Assigned task – Work through the records that follow and return each line containing the word "AppError".

===============

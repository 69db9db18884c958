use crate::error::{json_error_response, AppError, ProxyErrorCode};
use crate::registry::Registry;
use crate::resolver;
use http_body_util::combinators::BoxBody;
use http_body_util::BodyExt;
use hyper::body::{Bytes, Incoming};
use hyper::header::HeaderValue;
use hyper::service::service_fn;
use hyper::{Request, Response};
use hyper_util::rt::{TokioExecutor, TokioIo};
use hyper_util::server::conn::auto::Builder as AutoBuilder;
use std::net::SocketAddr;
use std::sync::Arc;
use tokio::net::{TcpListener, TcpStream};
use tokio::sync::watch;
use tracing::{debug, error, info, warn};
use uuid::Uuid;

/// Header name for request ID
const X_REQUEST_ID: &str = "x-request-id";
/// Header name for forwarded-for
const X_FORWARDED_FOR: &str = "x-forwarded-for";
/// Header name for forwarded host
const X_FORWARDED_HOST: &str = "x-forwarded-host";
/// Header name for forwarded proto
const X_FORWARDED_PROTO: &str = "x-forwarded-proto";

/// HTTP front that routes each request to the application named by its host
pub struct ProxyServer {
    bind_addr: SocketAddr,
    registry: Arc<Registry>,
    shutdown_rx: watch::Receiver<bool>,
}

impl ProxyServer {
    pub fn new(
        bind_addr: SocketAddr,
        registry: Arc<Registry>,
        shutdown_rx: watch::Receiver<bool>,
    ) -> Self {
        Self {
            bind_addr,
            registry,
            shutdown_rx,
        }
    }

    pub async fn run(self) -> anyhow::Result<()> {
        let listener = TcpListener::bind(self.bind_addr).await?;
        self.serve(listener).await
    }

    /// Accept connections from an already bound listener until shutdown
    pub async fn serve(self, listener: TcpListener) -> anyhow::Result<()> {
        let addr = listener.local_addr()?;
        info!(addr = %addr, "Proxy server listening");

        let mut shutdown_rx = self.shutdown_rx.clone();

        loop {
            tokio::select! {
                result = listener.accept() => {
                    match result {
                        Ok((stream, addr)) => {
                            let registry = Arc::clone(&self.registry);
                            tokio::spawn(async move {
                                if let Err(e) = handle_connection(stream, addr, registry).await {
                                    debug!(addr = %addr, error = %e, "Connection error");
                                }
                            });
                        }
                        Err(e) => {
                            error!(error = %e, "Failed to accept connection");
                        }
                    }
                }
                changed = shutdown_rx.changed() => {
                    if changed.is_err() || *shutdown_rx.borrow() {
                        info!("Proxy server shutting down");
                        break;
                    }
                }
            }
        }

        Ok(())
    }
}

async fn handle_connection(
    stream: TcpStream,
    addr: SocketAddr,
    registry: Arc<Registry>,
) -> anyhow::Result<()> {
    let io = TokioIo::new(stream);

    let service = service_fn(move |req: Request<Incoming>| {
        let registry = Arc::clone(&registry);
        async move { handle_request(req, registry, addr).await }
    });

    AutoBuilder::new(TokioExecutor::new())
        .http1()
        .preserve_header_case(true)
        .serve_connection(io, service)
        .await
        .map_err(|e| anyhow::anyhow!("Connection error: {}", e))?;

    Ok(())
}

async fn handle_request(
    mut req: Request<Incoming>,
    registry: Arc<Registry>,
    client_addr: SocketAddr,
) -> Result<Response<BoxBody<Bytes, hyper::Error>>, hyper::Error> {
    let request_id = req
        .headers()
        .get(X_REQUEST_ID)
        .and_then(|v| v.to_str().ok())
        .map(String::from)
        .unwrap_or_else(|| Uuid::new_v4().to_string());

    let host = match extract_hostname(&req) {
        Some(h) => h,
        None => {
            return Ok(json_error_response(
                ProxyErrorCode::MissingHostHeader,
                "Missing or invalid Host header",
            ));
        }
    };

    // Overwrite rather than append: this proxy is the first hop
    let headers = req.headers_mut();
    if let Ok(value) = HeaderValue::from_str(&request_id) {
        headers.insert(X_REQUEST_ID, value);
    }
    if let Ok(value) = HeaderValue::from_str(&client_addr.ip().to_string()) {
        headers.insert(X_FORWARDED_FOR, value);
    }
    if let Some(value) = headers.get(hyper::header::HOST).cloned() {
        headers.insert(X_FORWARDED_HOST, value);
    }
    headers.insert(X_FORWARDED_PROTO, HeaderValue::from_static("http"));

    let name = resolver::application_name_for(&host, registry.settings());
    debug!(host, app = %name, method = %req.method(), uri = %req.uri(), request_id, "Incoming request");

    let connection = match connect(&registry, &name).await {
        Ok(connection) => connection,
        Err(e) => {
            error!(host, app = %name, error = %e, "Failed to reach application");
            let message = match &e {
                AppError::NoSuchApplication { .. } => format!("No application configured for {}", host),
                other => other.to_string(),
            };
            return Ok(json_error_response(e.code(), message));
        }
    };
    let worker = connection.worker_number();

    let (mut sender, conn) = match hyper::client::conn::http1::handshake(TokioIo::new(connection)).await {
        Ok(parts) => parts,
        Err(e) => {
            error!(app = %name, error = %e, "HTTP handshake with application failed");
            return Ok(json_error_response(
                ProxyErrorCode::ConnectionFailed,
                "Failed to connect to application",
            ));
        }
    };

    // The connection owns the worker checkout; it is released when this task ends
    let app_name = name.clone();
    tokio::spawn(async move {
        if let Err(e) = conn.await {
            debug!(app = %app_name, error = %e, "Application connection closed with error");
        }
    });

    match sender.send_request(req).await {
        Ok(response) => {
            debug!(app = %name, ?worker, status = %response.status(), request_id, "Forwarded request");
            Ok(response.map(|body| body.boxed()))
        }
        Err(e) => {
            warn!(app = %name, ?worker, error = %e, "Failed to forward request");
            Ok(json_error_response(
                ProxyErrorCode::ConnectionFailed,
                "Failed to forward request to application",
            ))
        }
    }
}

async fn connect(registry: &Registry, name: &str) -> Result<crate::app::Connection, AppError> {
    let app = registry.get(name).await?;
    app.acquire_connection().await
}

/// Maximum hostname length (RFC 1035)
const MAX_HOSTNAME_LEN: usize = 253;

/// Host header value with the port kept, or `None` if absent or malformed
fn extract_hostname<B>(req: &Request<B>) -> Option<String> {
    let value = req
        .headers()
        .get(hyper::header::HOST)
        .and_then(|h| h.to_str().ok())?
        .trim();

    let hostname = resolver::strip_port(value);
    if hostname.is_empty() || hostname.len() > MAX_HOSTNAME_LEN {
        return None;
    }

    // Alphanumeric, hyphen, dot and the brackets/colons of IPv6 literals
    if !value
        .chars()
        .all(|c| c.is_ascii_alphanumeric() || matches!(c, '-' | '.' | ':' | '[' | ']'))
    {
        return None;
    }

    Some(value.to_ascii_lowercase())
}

===============

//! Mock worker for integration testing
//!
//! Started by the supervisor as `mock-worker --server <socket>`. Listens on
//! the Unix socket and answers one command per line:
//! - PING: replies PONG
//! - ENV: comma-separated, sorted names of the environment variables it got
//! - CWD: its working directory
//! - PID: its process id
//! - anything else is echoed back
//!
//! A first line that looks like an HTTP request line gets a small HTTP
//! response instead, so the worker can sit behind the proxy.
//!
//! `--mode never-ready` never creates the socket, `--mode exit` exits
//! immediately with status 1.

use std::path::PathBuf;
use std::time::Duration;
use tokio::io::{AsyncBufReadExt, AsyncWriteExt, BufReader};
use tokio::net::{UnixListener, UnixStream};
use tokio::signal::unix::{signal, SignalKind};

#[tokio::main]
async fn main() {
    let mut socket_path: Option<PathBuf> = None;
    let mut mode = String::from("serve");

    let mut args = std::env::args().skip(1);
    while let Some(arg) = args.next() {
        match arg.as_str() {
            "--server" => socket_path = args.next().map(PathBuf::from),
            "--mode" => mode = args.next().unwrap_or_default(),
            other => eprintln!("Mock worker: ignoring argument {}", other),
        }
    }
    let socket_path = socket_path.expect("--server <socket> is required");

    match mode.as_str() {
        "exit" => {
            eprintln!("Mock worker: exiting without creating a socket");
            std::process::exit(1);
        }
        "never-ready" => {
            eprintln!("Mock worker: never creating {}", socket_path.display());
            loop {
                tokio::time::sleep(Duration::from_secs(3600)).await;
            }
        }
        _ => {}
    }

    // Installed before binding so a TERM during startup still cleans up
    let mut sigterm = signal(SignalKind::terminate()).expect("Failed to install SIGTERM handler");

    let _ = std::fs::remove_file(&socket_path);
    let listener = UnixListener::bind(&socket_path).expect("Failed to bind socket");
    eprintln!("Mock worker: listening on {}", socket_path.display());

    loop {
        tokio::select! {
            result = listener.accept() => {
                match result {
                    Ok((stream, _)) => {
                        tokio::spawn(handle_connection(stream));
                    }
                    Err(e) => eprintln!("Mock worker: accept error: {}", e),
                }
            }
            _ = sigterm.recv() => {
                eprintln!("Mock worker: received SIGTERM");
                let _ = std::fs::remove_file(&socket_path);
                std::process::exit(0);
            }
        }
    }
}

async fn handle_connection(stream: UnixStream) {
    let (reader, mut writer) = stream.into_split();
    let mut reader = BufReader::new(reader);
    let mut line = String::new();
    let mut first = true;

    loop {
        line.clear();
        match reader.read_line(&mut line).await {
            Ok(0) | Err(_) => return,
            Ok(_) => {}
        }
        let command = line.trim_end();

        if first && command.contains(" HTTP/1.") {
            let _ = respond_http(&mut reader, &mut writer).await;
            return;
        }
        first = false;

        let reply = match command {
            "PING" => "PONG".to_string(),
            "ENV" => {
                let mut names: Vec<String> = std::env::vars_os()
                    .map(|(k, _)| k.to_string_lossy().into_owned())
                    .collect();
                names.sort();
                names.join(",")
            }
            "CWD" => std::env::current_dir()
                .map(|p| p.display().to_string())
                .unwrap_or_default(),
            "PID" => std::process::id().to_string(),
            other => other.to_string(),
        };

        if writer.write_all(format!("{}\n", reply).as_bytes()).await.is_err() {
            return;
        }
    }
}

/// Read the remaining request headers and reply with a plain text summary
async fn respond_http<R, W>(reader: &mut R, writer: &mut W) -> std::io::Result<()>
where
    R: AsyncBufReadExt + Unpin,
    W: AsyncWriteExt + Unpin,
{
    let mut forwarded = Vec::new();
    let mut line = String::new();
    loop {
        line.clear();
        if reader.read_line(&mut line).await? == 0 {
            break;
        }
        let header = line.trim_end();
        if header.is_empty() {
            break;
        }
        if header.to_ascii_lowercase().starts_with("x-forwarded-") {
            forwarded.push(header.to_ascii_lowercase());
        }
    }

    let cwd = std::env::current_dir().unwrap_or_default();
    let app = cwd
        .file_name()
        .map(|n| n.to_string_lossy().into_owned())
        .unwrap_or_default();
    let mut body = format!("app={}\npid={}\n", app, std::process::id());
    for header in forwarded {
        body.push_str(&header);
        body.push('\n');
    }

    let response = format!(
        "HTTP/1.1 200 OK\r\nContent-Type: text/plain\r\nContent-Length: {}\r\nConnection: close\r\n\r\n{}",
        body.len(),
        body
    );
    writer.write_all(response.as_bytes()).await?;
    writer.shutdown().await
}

===============

Solution for this problem –
use crate::error::{json_error_response, AppError, ProxyErrorCode};
                AppError::NoSuchApplication { .. } => format!("No application configured for {}", host),
async fn connect(registry: &Registry, name: &str) -> Result<crate::app::Connection, AppError> {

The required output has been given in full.